For what it's worth, I currently see no fault in just using the values returned from coroutine.resume in an "exports" table and passing that to dependents, completely removing the need for the use of _G entirely as coroutine.resume has arguments to be passed to the callee. The most change I can think of would be more related to whatever writes to init.lua (which hopefully isn't the same as the require("plugin").setup({...}) code itself) or maybe the deletion of dependency variable assignments in favor of function parameters.

If it's error reporting you want, how would coroutine be better than just vim.notify() the error from a pcall?

It's not error reporting in particular that's important, nor is the difference between pcall or coroutines, it's the fact that plugin setup can error out the main function. This consequently prevents unrelated plugins from loading entirely. The difference between the two functions to be used only affects scalability and maybe performance.

The two factors that nvf could benefit from are only the concurrency and the ability to run functions without unnecessarily blocking the main thread which I believe can lead to net performance gain even in the worst cases. The former factor is why I mentioned the DAG, because it makes race conditions a non-problem.

sorry for the back-to-back essays oh heavens

Nowaaru avatar Mar 22 '25 06:03 Nowaaru

ok, so implementation aside, what you want is a system that

  • runs plugin setup code (DAG sections) in the order given by the DAG we have in nix
  • when a a DAG section errors out, all sections depending on that one are skipped
  • DAG sections that don't depend on the failed section run as usual

is that all?

we could write a loader like that but that looks a lot like what lz.n can do. In which case, I'd rather just try with lz.n instead. We'll revisit a custom solution if that doesn't work out (passing shared variables around sounds like a pain in lz.n)

The difference between the two functions to be used only affects scalability and maybe performance.

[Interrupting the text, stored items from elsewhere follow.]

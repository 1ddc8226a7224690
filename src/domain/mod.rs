//! Domain types for the stagehand engine.
//!
//! This module contains the core data structures:
//! - PipelineResult: per-stage outcome, one per stage per execution
//! - PipelineExecution: the auditable record of a whole run

pub mod execution;
pub mod result;

// Re-export commonly used types
pub use execution::{ExecutionStatus, PipelineExecution};
pub use result::PipelineResult;
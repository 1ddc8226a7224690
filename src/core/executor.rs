//! Per-stage execution: condition gate, dry-run short-circuit, and the
//! timeout/retry/backoff attempt loop.
//!
//! Timeout and exit-code failures are caught here and converted into
//! non-throwing results; only a failure that no continue-on-error policy
//! tolerates is flagged as a run abort for the level aggregator.

use std::collections::HashMap;
use std::sync::Arc;
use std::time::{Duration, Instant};

use tracing::{error, info, instrument, warn};

use crate::adapters::{CommandOutput, CommandRequest, CommandRunner, OutputSender};
use crate::core::condition;
use crate::core::pipeline::{PipelineConfig, PipelineStage};
use crate::domain::PipelineResult;
use crate::error::EngineError;

/// Linear backoff unit between unsuccessful attempts.
const BACKOFF_UNIT: Duration = Duration::from_millis(1000);

/// The settled outcome of one stage task.
pub struct StageOutcome {
    /// The result to append to the execution record
    pub result: PipelineResult,

    /// Present when the failure must abort the run
    pub abort: Option<EngineError>,
}

/// Executes a single stage according to its policies.
pub struct StageExecutor {
    runner: Arc<dyn CommandRunner>,
    observer: Option<OutputSender>,
    dry_run: bool,
    continue_on_error: bool,
}
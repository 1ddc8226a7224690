//! Execution Integration Tests
//!
//! End-to-end orchestration scenarios over a scripted command runner:
//! level ordering, dry-run, tolerated failures, and the stop policy.

use std::collections::HashMap;
use std::sync::atomic::{AtomicU32, Ordering};
use std::sync::Arc;
use std::time::Duration;

use anyhow::Result;
use async_trait::async_trait;
use tempfile::TempDir;

use stagehand::adapters::{CommandOutput, CommandRequest, CommandRunner};
use stagehand::core::{resolve_levels, ExecutionRecorder, FailurePolicy, Orchestrator, RunOptions};
use stagehand::{ExecutionStatus, PipelineConfig, PipelineExecution, PipelineStage};

/// Runner that fails any command containing "fail", succeeds otherwise,
/// and counts attempts per command.
struct ScriptedRunner {
    calls: AtomicU32,
}

impl ScriptedRunner {
    fn new() -> Self {
        Self {
            calls: AtomicU32::new(0),
        }
    }
}

#[async_trait]
impl CommandRunner for ScriptedRunner {
    fn name(&self) -> &str {
        "scripted"
    }

    async fn run(&self, request: CommandRequest) -> Result<CommandOutput> {
        self.calls.fetch_add(1, Ordering::SeqCst);
        let failing = request.command.contains("fail");
        Ok(CommandOutput {
            stdout: format!("{}\n", request.command),
            stderr: if failing {
                "scripted failure".to_string()
            } else {
                String::new()
            },
            exit_code: if failing { 1 } else { 0 },
            duration: Duration::from_millis(1),
            timed_out: false,
        })
    }
}

fn stage(id: &str, command: &str, depends_on: &[&str]) -> PipelineStage {
    PipelineStage {
        id: id.to_string(),
        name: id.to_string(),
        command: command.to_string(),
        working_dir: None,
        environment: HashMap::new(),
        condition: None,
        timeout: None,
        retries: None,
        continue_on_error: false,
        depends_on: depends_on.iter().map(|d| d.to_string()).collect(),
    }
}

fn pipeline(id: &str, stages: Vec<PipelineStage>) -> PipelineConfig {
    PipelineConfig {
        id: id.to_string(),
        name: id.to_string(),
        description: String::new(),
        stages,
        environment: HashMap::new(),
        timeout: 60_000,
        retries: 0,
        on_failure: FailurePolicy::Stop,
    }
}

async fn run(
    config: &PipelineConfig,
    options: RunOptions,
) -> (PipelineExecution, Arc<ScriptedRunner>, TempDir) {
    let temp = TempDir::new().unwrap();
    let runner = Arc::new(ScriptedRunner::new());
    let orchestrator = Orchestrator::new(
        runner.clone(),
        ExecutionRecorder::new(temp.path()),
        options,
    );
    let execution = orchestrator.run("exp-1", config).await.unwrap();
    (execution, runner, temp)
}

#[tokio::test]
async fn scenario_a_chain_levels_and_dry_run() {
    let config = pipeline(
        "build-chain",
        vec![
            stage("install", "npm install", &[]),
            stage("typecheck", "npm run typecheck", &["install"]),
            stage("build", "npm run build", &["typecheck"]),
        ],
    );

    let levels = resolve_levels(&config.stages).unwrap();
    let level_ids: Vec<Vec<&str>> = levels
        .iter()
        .map(|l| l.iter().map(|s| s.id.as_str()).collect())
        .collect();
    assert_eq!(
        level_ids,
        vec![vec!["install"], vec!["typecheck"], vec!["build"]]
    );

    let (execution, runner, _temp) = run(
        &config,
        RunOptions {
            dry_run: true,
            ..Default::default()
        },
    )
    .await;

    assert_eq!(execution.status, ExecutionStatus::Completed);
    assert_eq!(execution.results.len(), 3);
    for result in &execution.results {
        assert!(result.success);
        assert_eq!(result.duration, 0);
        assert!(result.output.as_deref().unwrap().starts_with("[DRY RUN]"));
    }
    // Nothing was spawned.
    assert_eq!(runner.calls.load(Ordering::SeqCst), 0);
}

#[tokio::test]
async fn scenario_b_independent_stages_settle_exactly_once() {
    let config = pipeline(
        "parallel",
        vec![stage("a", "echo a", &[]), stage("b", "echo b", &[])],
    );

    let levels = resolve_levels(&config.stages).unwrap();
    assert_eq!(levels.len(), 1);
    assert_eq!(levels[0].len(), 2);

    let (execution, _runner, _temp) = run(&config, RunOptions::default()).await;

    assert_eq!(execution.status, ExecutionStatus::Completed);
    assert_eq!(execution.results.len(), 2);
    for id in ["a", "b"] {
        let count = execution
            .results
            .iter()
            .filter(|r| r.stage_id == id)
            .count();
        assert_eq!(count, 1, "stage '{}' should settle exactly once", id);
    }
}

#[tokio::test]
async fn scenario_c_tolerated_failure_still_completes() {
    let mut lint = stage("lint", "fail lint", &[]);
    lint.continue_on_error = true;
    let config = pipeline(
        "tolerant",
        vec![lint, stage("build", "echo build", &["lint"])],
    );

    let (execution, _runner, _temp) = run(&config, RunOptions::default()).await;

    assert_eq!(execution.status, ExecutionStatus::Completed);
    let lint_result = execution.result_for("lint").unwrap();
    assert!(!lint_result.success);
    assert_eq!(lint_result.exit_code, Some(1));
    assert!(execution.result_for("build").unwrap().success);
}

#[tokio::test]
async fn scenario_d_stop_policy_aborts_remaining_levels() {
    let config = pipeline(
        "strict",
        vec![
            stage("test", "fail test", &[]),
            stage("deploy", "echo deploy", &["test"]),
        ],
    );

    let (execution, _runner, temp) = run(&config, RunOptions::default()).await;

    assert_eq!(execution.status, ExecutionStatus::Failed);
    assert!(execution.result_for("test").is_some());
    assert!(
        execution.result_for("deploy").is_none(),
        "no later-level stage may appear in results"
    );

    // The failed record was still persisted exactly once.
    let records: Vec<_> = std::fs::read_dir(temp.path()).unwrap().collect();
    assert_eq!(records.len(), 1);
}

#[tokio::test]
async fn global_continue_on_error_overrides_stop_policy() {
    let config = pipeline(
        "strict",
        vec![
            stage("test", "fail test", &[]),
            stage("report", "echo report", &["test"]),
        ],
    );

    let (execution, _runner, _temp) = run(
        &config,
        RunOptions {
            continue_on_error: true,
            ..Default::default()
        },
    )
    .await;

    assert_eq!(execution.status, ExecutionStatus::Completed);
    assert!(execution.result_for("report").is_some());
}

#[tokio::test(start_paused = true)]
async fn failing_stage_with_retries_two_attempts_three_times() {
    let mut flaky = stage("flaky", "fail always", &[]);
    flaky.retries = Some(2);
    flaky.continue_on_error = true;
    let config = pipeline("retrying", vec![flaky]);

    let (execution, runner, _temp) = run(&config, RunOptions::default()).await;

    assert_eq!(runner.calls.load(Ordering::SeqCst), 3);
    assert!(!execution.result_for("flaky").unwrap().success);
    assert_eq!(execution.status, ExecutionStatus::Completed);
}

#[tokio::test]
async fn persisted_record_round_trips() {
    let config = pipeline("roundtrip", vec![stage("a", "echo a", &[])]);
    let (execution, _runner, temp) = run(&config, RunOptions::default()).await;

    let path = temp.path().join(format!(
        "{}-{}-{}.json",
        execution.experiment_id, execution.pipeline_id, execution.id
    ));
    let content = std::fs::read_to_string(path).unwrap();
    let loaded: PipelineExecution = serde_json::from_str(&content).unwrap();

    assert_eq!(loaded.id, execution.id);
    assert_eq!(loaded.status, ExecutionStatus::Completed);
    assert_eq!(loaded.results.len(), 1);
    assert!(loaded.end_time.is_some());
}

#[tokio::test]
async fn condition_gated_stage_is_skipped_but_recorded() {
    let mut gated = stage("deploy", "echo deploy", &[]);
    gated.condition = Some("TARGET === 'production'".to_string());
    let mut config = pipeline("conditional", vec![gated]);
    config
        .environment
        .insert("TARGET".to_string(), "staging".to_string());

    let (execution, runner, _temp) = run(&config, RunOptions::default()).await;

    assert_eq!(execution.status, ExecutionStatus::Completed);
    let result = execution.result_for("deploy").unwrap();
    assert!(result.success);
    assert_eq!(result.duration, 0);
    assert!(result.output.as_deref().unwrap().contains("SKIPPED"));
    assert_eq!(runner.calls.load(Ordering::SeqCst), 0);
}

I don't have a clear picture of how our hypothetical custom loader would look like, so I don't really know how coroutines would help with scalability, for now I'll just hold on to the idea

horriblename avatar Mar 26 '25 10:03 horriblename

I'll write a more detailed response later. Two things for now:

  1. We can fork lz.n, nixcats does it (?) and it can't be too hard. It would akso be nice to have our own loader implementation for the futute. It is not very large, surely it wouldn't be difficult to maintain

  2. The DAG results are sorted through Nix; if we want to resolve them with Lua then the resolution order should be

Raw DAGs -> some lua evaluator -> Nix to sort the DAGs and finalize init.lua that will he passed to mnw.

NotAShelf avatar Mar 26 '25 10:03 NotAShelf

ok, so implementation aside, what you want is a system that

  • runs plugin setup code (DAG sections) in the order given by the DAG we have in nix
  • when a a DAG section errors out, all sections depending on that one are skipped
  • DAG sections that don't depend on the failed section run as usual

is that all?

Yep yep, that's all of it. It wouldn't be counter-intuitive to allow this for manual config entries as well, yes? The descriptions make the option seem as if it's meant to be self-contained which (ideally) means less problems if this were to be implemented for the options as well.

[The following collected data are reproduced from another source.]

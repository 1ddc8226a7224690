//! Configuration for stagehand paths.
//!
//! Configuration sources (highest priority first):
//! 1. Environment variables (STAGEHAND_HOME, STAGEHAND_PIPELINES)
//! 2. Config file (.stagehand/config.yaml)
//! 3. Defaults (~/.stagehand)
//!
//! Config file discovery:
//! - Searches current directory and parents for .stagehand/config.yaml
//! - Paths in the config file are relative to the config file's directory

use std::path::{Path, PathBuf};
use std::sync::OnceLock;

use anyhow::{Context, Result};
use serde::Deserialize;

/// Global cached configuration (stores Result to handle init errors)
static CONFIG: OnceLock<std::result::Result<ResolvedConfig, String>> = OnceLock::new();

/// Raw config file schema (matches YAML structure)
#[derive(Debug, Clone, Deserialize)]
pub struct ConfigFile {
    pub version: String,
    #[serde(default)]
    pub paths: PathsConfig,
}

#[derive(Debug, Clone, Default, Deserialize)]
pub struct PathsConfig {
    /// Engine state directory (relative to the config file)
    pub home: Option<String>,
    /// Pipeline definitions directory (relative to the config file)
    pub pipelines: Option<String>,
}

/// Resolved configuration with absolute paths
#[derive(Debug, Clone)]
pub struct ResolvedConfig {
    /// Absolute path to the stagehand home (engine state)
    pub home: PathBuf,
    /// Absolute path to the pipeline definitions directory
    pub pipelines: PathBuf,
    /// Path to the config file (if found)
    pub config_file: Option<PathBuf>,
}

impl ResolvedConfig {
    /// Directory execution records are written to.
    pub fn executions(&self) -> PathBuf {
        self.home.join("executions")
    }
}

/// Find a config file by searching the current directory and parents
fn find_config_file() -> Option<PathBuf> {
    let mut current = std::env::current_dir().ok()?;

    loop {
        let config_path = current.join(".stagehand").join("config.yaml");
        if config_path.exists() {
            return Some(config_path);
        }

        if !current.pop() {
            break;
        }
    }

    None
}

/// Load and parse a config file
fn load_config_file(path: &Path) -> Result<ConfigFile> {
    let content = std::fs::read_to_string(path)
        .with_context(|| format!("Failed to read config file: {}", path.display()))?;

    serde_yaml::from_str(&content)
        .with_context(|| format!("Failed to parse config file: {}", path.display()))
}

/// Resolve a path that may be relative to the config file's directory
fn resolve_path(base: &Path, path_str: &str) -> PathBuf {
    let path = PathBuf::from(path_str);
    if path.is_absolute() {
        path
    } else {
        base.join(&path)
            .canonicalize()
            .unwrap_or_else(|_| base.join(path_str))
    }
}

/// Load configuration from all sources
fn load_config() -> Result<ResolvedConfig> {
    let default_home = dirs::home_dir()
        .context("Failed to determine home directory")?
        .join(".stagehand");

    let config_file = find_config_file();

    let (home, pipelines) = if let Some(ref config_path) = config_file {
        let config = load_config_file(config_path)?;
        let stagehand_dir = config_path.parent().unwrap_or(Path::new("."));

        let home = if let Ok(env_home) = std::env::var("STAGEHAND_HOME") {
            PathBuf::from(env_home)
        } else if let Some(ref home_path) = config.paths.home {
            resolve_path(stagehand_dir, home_path)
        } else {
            default_home.clone()
        };

        let pipelines = if let Ok(env_pipelines) = std::env::var("STAGEHAND_PIPELINES") {
            PathBuf::from(env_pipelines)
        } else if let Some(ref pipelines_path) = config.paths.pipelines {
            resolve_path(stagehand_dir, pipelines_path)
        } else {
            home.join("pipelines")
        };

        (home, pipelines)
    } else {
        let home = std::env::var("STAGEHAND_HOME")
            .map(PathBuf::from)
            .unwrap_or_else(|_| default_home.clone());

        let pipelines = std::env::var("STAGEHAND_PIPELINES")
            .map(PathBuf::from)
            .unwrap_or_else(|_| home.join("pipelines"));

        (home, pipelines)
    };

    Ok(ResolvedConfig {
        home,
        pipelines,
        config_file,
    })
}

/// Get the global configuration (loads once, then cached)
pub fn config() -> Result<&'static ResolvedConfig> {
    let result = CONFIG.get_or_init(|| load_config().map_err(|e| e.to_string()));

    match result {
        Ok(config) => Ok(config),
        Err(e) => anyhow::bail!("{}", e),
    }
}

/// Force reload configuration (useful for testing)
pub fn reload_config() -> Result<ResolvedConfig> {
    load_config()
}

/// Get the pipeline definitions directory
pub fn pipelines_dir() -> Result<PathBuf> {
    Ok(config()?.pipelines.clone())
}

/// Get the execution records directory ($STAGEHAND_HOME/executions)
pub fn executions_dir() -> Result<PathBuf> {
    Ok(config()?.executions())
}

Nowaaru avatar Mar 29 '25 16:03 Nowaaru

I'm revisiting this to make sure we don't let it die. There is value in a home-made plugin-manager (or a fork, even) so that we can, e.g., add custom events like VeryLazy directly in the plugin manager. Though I do not have a good idea yet on how to approach.

Problem would be having a Lua evaluator resolving DAGs instead of Nix, which I'd argue is more qualified for doing so. Unfortunately I lack the time to mess with this with my nvf backlog, and I'm going to revisit this at a later date if I want to make progress. Please remind me if I do end up forgetting.